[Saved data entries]

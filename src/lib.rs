//! Symbolic differentiation of single variable expressions.
//!
//! Expressions are built from elementary terms with the arithmetic operators,
//! evaluated with [`Differentiable::value`] and differentiated with
//! [`Differentiable::derivative`], which returns another expression.
//!
//! ```
//! use symdiff::{constant, x, Differentiable};
//!
//! let f = x().sin() + constant(2.) * x().cos();
//! let df = f.derivative();
//! assert!((df.value(0.5).unwrap() - (0.5f64.cos() - 2. * 0.5f64.sin())).abs() < 1e-9);
//! ```
pub mod error;
mod ops;
mod term;
mod unary_fn;

pub use error::EvalError;
pub use ops::{add, div, mul, neg, sub};
pub use term::{constant, linear, x, Differentiable, Term};
pub use unary_fn::{cos, exp, sin, sqrt, Cos, Exp, Sin, Sqrt, UnaryFn};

• [REQUIRED ACTION]: Return the span of lines in the data above that opens at the line with "and differentiated with" and closes at the line with "pub mod error;", exactly, ends included, nothing else.

• [OUTPUT BELOW]:
//! evaluated with [`Differentiable::value`] and differentiated with
//! [`Differentiable::derivative`], which returns another expression.
//!
//! ```
//! use symdiff::{constant, x, Differentiable};
//!
//! let f = x().sin() + constant(2.) * x().cos();
//! let df = f.derivative();
//! assert!((df.value(0.5).unwrap() - (0.5f64.cos() - 2. * 0.5f64.sin())).abs() < 1e-9);
//! ```
pub mod error;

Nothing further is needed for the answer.